Problem to work on —
Filter these entries so that only lines with the word "sync" remain.

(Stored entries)
···
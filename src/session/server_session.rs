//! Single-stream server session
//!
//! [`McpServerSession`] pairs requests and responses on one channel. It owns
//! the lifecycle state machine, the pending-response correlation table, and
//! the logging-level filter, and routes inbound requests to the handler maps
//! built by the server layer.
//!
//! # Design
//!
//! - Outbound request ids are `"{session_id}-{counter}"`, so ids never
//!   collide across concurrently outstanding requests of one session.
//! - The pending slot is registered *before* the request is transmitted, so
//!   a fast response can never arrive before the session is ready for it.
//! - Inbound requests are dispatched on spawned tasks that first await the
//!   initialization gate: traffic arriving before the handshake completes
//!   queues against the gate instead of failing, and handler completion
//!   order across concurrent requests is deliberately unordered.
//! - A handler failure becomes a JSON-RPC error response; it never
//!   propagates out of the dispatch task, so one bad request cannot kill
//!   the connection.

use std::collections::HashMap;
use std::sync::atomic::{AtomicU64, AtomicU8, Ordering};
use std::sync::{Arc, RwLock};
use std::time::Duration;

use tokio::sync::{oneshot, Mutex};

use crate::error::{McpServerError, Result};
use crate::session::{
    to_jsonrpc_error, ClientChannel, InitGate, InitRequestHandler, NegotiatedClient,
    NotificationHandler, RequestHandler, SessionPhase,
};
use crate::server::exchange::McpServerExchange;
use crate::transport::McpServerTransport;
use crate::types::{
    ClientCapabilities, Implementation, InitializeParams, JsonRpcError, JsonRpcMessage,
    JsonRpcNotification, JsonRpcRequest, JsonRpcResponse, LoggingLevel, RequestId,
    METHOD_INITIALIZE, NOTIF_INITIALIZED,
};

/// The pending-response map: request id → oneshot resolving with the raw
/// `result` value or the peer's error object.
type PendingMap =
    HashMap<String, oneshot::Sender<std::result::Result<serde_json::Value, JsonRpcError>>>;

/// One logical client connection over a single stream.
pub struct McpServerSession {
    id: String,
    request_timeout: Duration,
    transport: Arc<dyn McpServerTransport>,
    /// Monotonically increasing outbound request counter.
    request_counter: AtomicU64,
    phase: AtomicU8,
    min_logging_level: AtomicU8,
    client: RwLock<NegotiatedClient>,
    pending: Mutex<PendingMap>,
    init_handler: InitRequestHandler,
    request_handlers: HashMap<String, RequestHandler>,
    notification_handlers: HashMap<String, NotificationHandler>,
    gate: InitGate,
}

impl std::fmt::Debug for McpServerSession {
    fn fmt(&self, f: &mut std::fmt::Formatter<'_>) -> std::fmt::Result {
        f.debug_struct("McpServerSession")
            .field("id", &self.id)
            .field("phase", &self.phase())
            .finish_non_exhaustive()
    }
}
···
Reply to the exercise —
use std::sync::atomic::{AtomicU64, AtomicU8, Ordering};
use std::sync::{Arc, RwLock};
use tokio::sync::{oneshot, Mutex};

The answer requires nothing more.